Do PAs Need Malpractice Insurance?

Yes, they do.  Depending on where you work, some or all of your insurance may be picked up by your employer.  A quick check with the AAPA’s preferred medical liability insurance carrier (CM&F Group, Inc.) shows the approximate cost for PA medical liability (malpractice) insurance is between $2,000 and 6,000 per year.  Seems like a lot, doesn’t it?  But in this PA vs MD question, PAs definitely count themselves lucky.  A quick check of similar liability coverage rates for physicians turns up an astounding $11,000-$55,000 per year (2009, most recent data).   As you might expect, the rates are dependent on a number of factors, the biggest of which is the practitioner’s specialty.  The highest rates are for PAs and MDs who are involved in either surgery or obstetrics (The moral here is that dropping babies is costly).

But here’s what everyone really wants to know…

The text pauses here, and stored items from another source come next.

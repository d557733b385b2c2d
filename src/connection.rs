use std::{sync::Arc, time::Duration};

use futures::future::BoxFuture;

use crate::{
    error::{BoxError, Result},
    gvr::ResourceIdentity,
    scope::ScopeKey,
    watch::WatchCache,
};

mod client;
pub use client::{KubeConnection, KubeDial};

/// Checks what the current user can or cannot do to a resource.
pub trait Authorizer: Send + Sync {
    /// Returns `Ok(true)` if the user may perform every verb on `gvr` in `scope`.
    ///
    /// Verbs are checked in order and checking stops at the first denied verb.
    /// A failure to complete the check is an `Err`, never a denial.
    fn can_i<'a>(
        &'a self,
        scope: &'a ScopeKey,
        gvr: &'a ResourceIdentity,
        verbs: &'a [&'a str],
    ) -> BoxFuture<'a, Result<bool, BoxError>>;
}

/// Connection to an api server.
pub trait Connection: Authorizer {
    /// Returns a handle used to build watch caches.
    fn dial(&self) -> Result<Arc<dyn Dial>>;
}

/// Builds watch caches against a dialed api server.
pub trait Dial: Send + Sync {
    /// Builds a not yet started watch cache for `gvr` in `scope`.
    ///
    /// Returns `None` when no cache can be built for the identity.
    fn watch_cache(
        &self,
        gvr: &ResourceIdentity,
        scope: &ScopeKey,
        resync: Duration,
    ) -> Option<Arc<dyn WatchCache>>;
}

doctor guilty of medical malpractice

Are PAs More “Dangerous” than Doctors or Nurse Practitioners?

As usual, I’m inviting a PA vs MD flame war here, but I think facts should outweigh opinions.  First it really depends how you define the question, so I’ll be a little more specific: are PAs responsible for more malpractice suits and bigger malpractice judgments than MDs or APNs?  (Recall that an APN is an Advanced Practice Nurse, which includes nurse practitioners).  According to at least one study of 17 years of malpractice data, the answer is no.  PAs are no more “dangerous” than MDs and APNs.  To quote the abstract:

a) the overall incidence and ratio of malpractice claims per provider was no greater for PAs and APNs than for physicians over a 17 year period; b) the average and median malpractice payments of PAs were less than that of physicians while that of APNs were greater; c) the trend in median payment increases was less for PAs than physicians and APNs, and higher for APNs than physicians; d) PAs did not negate their cost effectiveness through the costs of malpractice; e) the rate of malpractice incidence increased for PAs and APNs over the study period but remained steady for physicians, but was consistent with the change in numbers of active providers; and f) the reasons for disciplinary actions against PAs were similar to that of physicians and APNs.

Evaluating the PA vs MD malpractice question, we need to ask, “Do PAs make honest mistakes?”  Of course.  “Do PAs do dumb, negligent things to their patients?”  Sure, some do, just as some doctors do dumb negligent things to theirs.  Thankfully, it seems that PAs don’t do these things more often, or worse (value of damages) than members of similar professions.  According to the AAPA, “As more patients, their friends, and malpractice lawyers become aware of PAs, they see a potential malpractice target if they believe they’ve received a poor standard of care.”  Thankfully, so far as we can tell, the truth is PAs hold their own.